In the end, I think that the community definitely needs to move in the direction suggested in the introduction of this paper. I strongly encourage the authors to keep working in this direction and resubmit their work once it has reached a higher level of maturity. But I can only recommend that before they resubmit, the authors read more literature about how to design, run, analyze and report on user studies. Example venues were such papers can be found include any SIGCHI journal and conference proceedings (CHI, UIST, CSCW, ToCHI) and other journals (IJHCS, etc.).

Finally, any future submission should be proofread. There are a lot of typos, grammar mistakes and missing words.

References to figures need to be fixed. Most of them are wrong.

Some positive aspects of the paper worth mentioning:
- Figures 9 and 10 are very nice and help quickly understand what were the differences between to successive design iterations.
- I liked the fact that the authors provided a detailed rationale for each of the tasks (questions) performed by participants.

Review #2
By Tomi Kauppinen submitted on 02/Feb/2015
Suggestion:
Major Revision
Review Comment:

My review is structured according to the (1) originality, (2) significance of the results, and (3) quality of writing.

(1) originality

The paper is an original contribution.
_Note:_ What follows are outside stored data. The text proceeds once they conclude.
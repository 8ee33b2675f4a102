use std::collections::BTreeSet;
use std::path::PathBuf;

use classfile::testkit::{Op, TestClass, TestMethod, ACC_PUBLIC};
use classfile::ClassResolver;
use registry::MethodPool;
use restscan_analysis::{simulate_method, AnalysisEnv};
use types::{Element, TypeRef};

const RESPONSE: &str = "javax/ws/rs/core/Response";
const BUILDER: &str = "javax/ws/rs/core/Response$ResponseBuilder";

fn status_call(code: i32) -> Vec<Op> {
    vec![
        Op::PushInt(code),
        Op::InvokeStatic {
            owner: RESPONSE.to_string(),
            name: "status".to_string(),
            descriptor: format!("(I)L{};", BUILDER),
        },
    ]
}

fn build_call() -> Op {
    Op::InvokeVirtual {
        owner: BUILDER.to_string(),
        name: "build".to_string(),
        descriptor: format!("()L{};", RESPONSE),
    }
}

fn entity_call() -> Op {
    Op::InvokeVirtual {
        owner: BUILDER.to_string(),
        name: "entity".to_string(),
        descriptor: format!("(Ljava/lang/Object;)L{};", BUILDER),
    }
}

fn write_fixture(root: &std::path::Path) {
    let mut create = status_call(201);
    create.push(Op::ALoad(1));
    create.push(entity_call());
    create.push(build_call());
    create.push(Op::Areturn);

    // if (flag) return Response.ok(u).build(); else return Response.status(404).build();
    let mut cond = vec![
        Op::ILoad(1),
        Op::IfEq,
        Op::ALoad(2),
        Op::InvokeStatic {
            owner: RESPONSE.to_string(),
            name: "ok".to_string(),
            descriptor: format!("(Ljava/lang/Object;)L{};", BUILDER),
        },
        build_call(),
        Op::Areturn,
    ];
    cond.extend(status_call(404));
    cond.push(build_call());
    cond.push(Op::Areturn);

    let mut only = status_call(404);
    only.push(build_call());
    only.push(Op::Areturn);

    // A helper the resource delegates to, exercising the interpreted pool.
    let delegate = vec![
        Op::ALoad(0),
        Op::InvokeVirtual {
            owner: "pkg/CreateResource".to_string(),
            name: "only".to_string(),
            descriptor: format!("()L{};", RESPONSE),
        },
        Op::Areturn,
    ];

    TestClass::new("pkg/CreateResource")
        .method(
            TestMethod::new(
                "create",
                &format!("(Lpkg/User;)L{};", RESPONSE),
                ACC_PUBLIC,
            )
            .code(create),
        )
        .method(
            TestMethod::new("cond", &format!("(ZLpkg/User;)L{};", RESPONSE), ACC_PUBLIC)
                .code(cond),
        )
        .method(TestMethod::new("only", &format!("()L{};", RESPONSE), ACC_PUBLIC).code(only))
        .method(
            TestMethod::new("delegated", &format!("()L{};", RESPONSE), ACC_PUBLIC)
                .code(delegate),
        )
        .write_to(root)
        .expect("write CreateResource");

    TestClass::new("pkg/User").write_to(root).expect("write User");
}

struct Fixture {
    resolver: ClassResolver,
    pool: MethodPool,
    _dir: tempfile::TempDir,
}

fn fixture() -> Fixture {
    let dir = tempfile::tempdir().expect("temp dir");
    write_fixture(dir.path());
    let resolver = ClassResolver::open(&[dir.path().to_path_buf()], &[]).expect("open");
    Fixture { resolver, pool: MethodPool::new(), _dir: dir }
}

fn simulate(fixture: &Fixture, method_name: &str) -> Element {
    let record = fixture.resolver.get("pkg.CreateResource");
    let method = record
        .methods
        .iter()
        .find(|m| m.name == method_name)
        .expect("fixture method");
    let env = AnalysisEnv { resolver: &fixture.resolver, pool: &fixture.pool };
    let id = method.identifier("pkg.CreateResource");
    simulate_method(&env, &id, method.instructions.as_deref().expect("method body"))
}

#[test]
fn explicit_status_with_entity() {
    let fixture = fixture();
    let element = simulate(&fixture, "create");

    assert_eq!(element.type_ref().name(), "javax.ws.rs.core.Response");
    let responses: Vec<_> = element.responses().iter().collect();
    assert_eq!(responses.len(), 1);
    assert_eq!(responses[0].statuses, BTreeSet::from([201]));
    assert!(responses[0].entity_types.contains(&TypeRef::new("pkg.User")));
}

#[test]
fn conditional_branches_stay_separate() {
    let fixture = fixture();
    let element = simulate(&fixture, "cond");

    let responses: Vec<_> = element.responses().iter().collect();
    assert_eq!(responses.len(), 2);

    let ok = responses
        .iter()
        .find(|r| r.statuses.contains(&200))
        .expect("200 aggregate");
    assert!(ok.entity_types.contains(&TypeRef::new("pkg.User")));

    let not_found = responses
        .iter()
        .find(|r| r.statuses.contains(&404))
        .expect("404 aggregate");
    assert!(not_found.entity_types.is_empty());
}

#[test]
fn status_round_trip_is_exact() {
    let fixture = fixture();
    let element = simulate(&fixture, "only");

    let responses: Vec<_> = element.responses().iter().collect();
    assert_eq!(responses.len(), 1);
    assert_eq!(responses[0].statuses, BTreeSet::from([404]));
    assert!(responses[0].headers.is_empty());
    assert!(responses[0].entity_types.is_empty());
}

#[test]
fn project_callees_are_interpreted_and_cached() {
    let fixture = fixture();
    let element = simulate(&fixture, "delegated");

    // The helper's 404 flows through the interpreted summary.
    let responses: Vec<_> = element.responses().iter().collect();
    assert_eq!(responses.len(), 1);
    assert_eq!(responses[0].statuses, BTreeSet::from([404]));

    // The callee's summary landed in the pool.
    assert_eq!(fixture.pool.summary_count(), 1);
}

#[test]
fn missing_search_path_still_fails_open() {
    let bogus = PathBuf::from("/nonexistent/classes");
    assert!(ClassResolver::open(&[bogus], &[]).is_err());
}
Although there are plenty of papers comparing web and mobile interfaces, I am not aware of one concentrating on Linked Data exploration with these two interface options.
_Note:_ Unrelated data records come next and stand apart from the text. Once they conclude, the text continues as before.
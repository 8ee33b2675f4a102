#![forbid(unsafe_code)]
#![warn(missing_docs)]
#![deny(clippy::unwrap_used)]

//! The method pool: a process-wide registry of method summaries.
//!
//! A summary is the precomputed effect of invoking a method: the merged
//! return element produced by simulating its bytecode once with fresh
//! parameter-typed values. Summaries are computed lazily, cached forever,
//! and shared between workers: when two workers ask for the same missing
//! summary, one computes while the other waits on a completion signal.
//! Recursion within one worker is bounded by an in-progress marker keyed by
//! thread; a recursive lookup reports [`SummaryOutcome::Recursive`] and the
//! caller substitutes a conservative empty element.

use std::collections::HashMap;
use std::sync::{Condvar, Mutex, MutexGuard};
use std::thread::{self, ThreadId};

use log::debug;
use types::{Element, MethodIdentifier};

enum Entry {
    InProgress(ThreadId),
    Ready(Element),
}

/// Outcome of a pool lookup.
#[derive(Debug, Clone, PartialEq)]
pub enum SummaryOutcome {
    /// The merged return element of the callee.
    Ready(Element),
    /// The lookup re-entered a computation running on this thread; the
    /// caller must fall back to a conservative empty element.
    Recursive,
}

/// The shared pool of interpreted method summaries.
#[derive(Default)]
pub struct MethodPool {
    entries: Mutex<HashMap<MethodIdentifier, Entry>>,
    ready: Condvar,
}

impl MethodPool {
    /// An empty pool.
    pub fn new() -> Self { Self::default() }

    /// Number of completed summaries.
    pub fn summary_count(&self) -> usize {
        self.lock().values().filter(|e| matches!(e, Entry::Ready(_))).count()
    }

    /// Whether a completed summary exists for `id`.
    pub fn contains(&self, id: &MethodIdentifier) -> bool {
        matches!(self.lock().get(id), Some(Entry::Ready(_)))
    }

    /// Look up the summary for `id`, computing it with `compute` when
    /// absent. `compute` runs outside the pool lock and may recurse into
    /// the pool; re-entry for the same identifier on the same thread
    /// reports [`SummaryOutcome::Recursive`] instead of deadlocking.
    pub fn summary_or_compute(
        &self,
        id: &MethodIdentifier,
        compute: impl FnOnce() -> Element,
    ) -> SummaryOutcome {
        let me = thread::current().id();
        let mut entries = self.lock();
        loop {
            match entries.get(id) {
                Some(Entry::Ready(element)) => return SummaryOutcome::Ready(element.clone()),
                Some(Entry::InProgress(owner)) if *owner == me => {
                    debug!("recursive summary request for {}", id);
                    return SummaryOutcome::Recursive;
                }
                Some(Entry::InProgress(_)) => {
                    entries = match self.ready.wait(entries) {
                        Ok(guard) => guard,
                        Err(poisoned) => poisoned.into_inner(),
                    };
                }
                None => break,
            }
        }
        entries.insert(id.clone(), Entry::InProgress(me));
        drop(entries);

        let element = compute();

        let mut entries = self.lock();
        entries.insert(id.clone(), Entry::Ready(element.clone()));
        self.ready.notify_all();
        SummaryOutcome::Ready(element)
    }

    /// Insert a precomputed summary, replacing any in-progress marker.
    pub fn insert(&self, id: MethodIdentifier, element: Element) {
        self.lock().insert(id, Entry::Ready(element));
        self.ready.notify_all();
    }

    fn lock(&self) -> MutexGuard<'_, HashMap<MethodIdentifier, Entry>> {
        match self.entries.lock() {
            Ok(guard) => guard,
            Err(poisoned) => poisoned.into_inner(),
        }
    }
}

#[cfg(test)]
mod tests {
    use super::*;
    use types::{ConstValue, TypeRef};

    fn id(name: &str) -> MethodIdentifier {
        MethodIdentifier::of("pkg.Service", name, vec![], TypeRef::new("java.lang.String"))
    }

    #[test]
    fn computes_once_and_caches() {
        let pool = MethodPool::new();
        let target = id("greet");

        let first = pool.summary_or_compute(&target, || {
            Element::constant(ConstValue::Str("hi".to_string()))
        });
        assert!(matches!(first, SummaryOutcome::Ready(_)));

        // Second lookup must not recompute.
        let second = pool.summary_or_compute(&target, || panic!("summary recomputed"));
        assert_eq!(first, second);
        assert_eq!(pool.summary_count(), 1);
    }

    #[test]
    fn same_thread_reentry_is_recursive() {
        let pool = MethodPool::new();
        let target = id("loops");

        let outcome = pool.summary_or_compute(&target, || {
            match pool.summary_or_compute(&target, || unreachable!("nested compute")) {
                SummaryOutcome::Recursive => Element::empty(TypeRef::object()),
                SummaryOutcome::Ready(_) => panic!("expected recursion marker"),
            }
        });
        assert!(matches!(outcome, SummaryOutcome::Ready(_)));
        assert!(pool.contains(&target));
    }

    #[test]
    fn waiting_worker_receives_the_computed_summary() {
        use std::sync::Arc;

        let pool = Arc::new(MethodPool::new());
        let target = id("slow");
        let (started_tx, started_rx) = std::sync::mpsc::channel();

        let computing = {
            let pool = Arc::clone(&pool);
            let target = target.clone();
            std::thread::spawn(move || {
                pool.summary_or_compute(&target, || {
                    started_tx.send(()).expect("signal start");
                    std::thread::sleep(std::time::Duration::from_millis(50));
                    Element::constant(ConstValue::Int(1))
                })
            })
        };

        started_rx.recv().expect("computation started");
        let waited = pool.summary_or_compute(&target, || panic!("second computation"));
        let computed = computing.join().expect("join computing thread");
        assert_eq!(waited, computed);
        assert_eq!(pool.summary_count(), 1);
    }
}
(2) significance of the results

The authors have a nice goal of structuring the research around hypotheses and presenting the results accordingly. My concern is that e.g. the following hypothesis is not very generic (i.e. it is very specific to this study).: "Prototype 2 will score higher in usability than the usability baseline for prototype 1 created in Experiment 1, given the addition of visual feedback to the application." Thus I would recommend it to be reformulated to be more generic, something like "visual feedback provides ...".

Moreover, I wonder whether the hypothesis "The cloud tag based design for information layout on the visual query interface is more usable than a vertical list based design." has been studied in other papers? This sounds like a task that could be studied without concentrating on mobile & web interfaces but studied more generically?

Other than these I like the way authors have presented the research setting and results. Thus I would recommend a revision where authors reformulate and argue better the hypotheses and discuss the results in relation to existing literature (when applicable).

(3) quality of writing

This paper is very well written and structured, and it does not have any serious spelling or grammatical issues. The only thing I would clarify is the referencing to hypotheses. At the end of the paper the authors talk about hypotheses (e.g. H1, H2). It would be very good to use these symbols already where the hypotheses are first introduced (e.g. section 5.3.1) to support the reader.

Review #3
By Mark Gahegan submitted on 04/Feb/2015
Suggestion:
Major Revision
Review Comment:

A User Study of Visual Linked Data Query and Exploration in Mobile Devices
Overview

This paper covers a lot of ground, and perhaps running so many research questions together confuses the issues and the findings? As a result, I think it is over-long and it would be better to focus a much shorter paper on the Linked Data aspects and remove the material on see-centred design and evaluation, and present that elsewhere.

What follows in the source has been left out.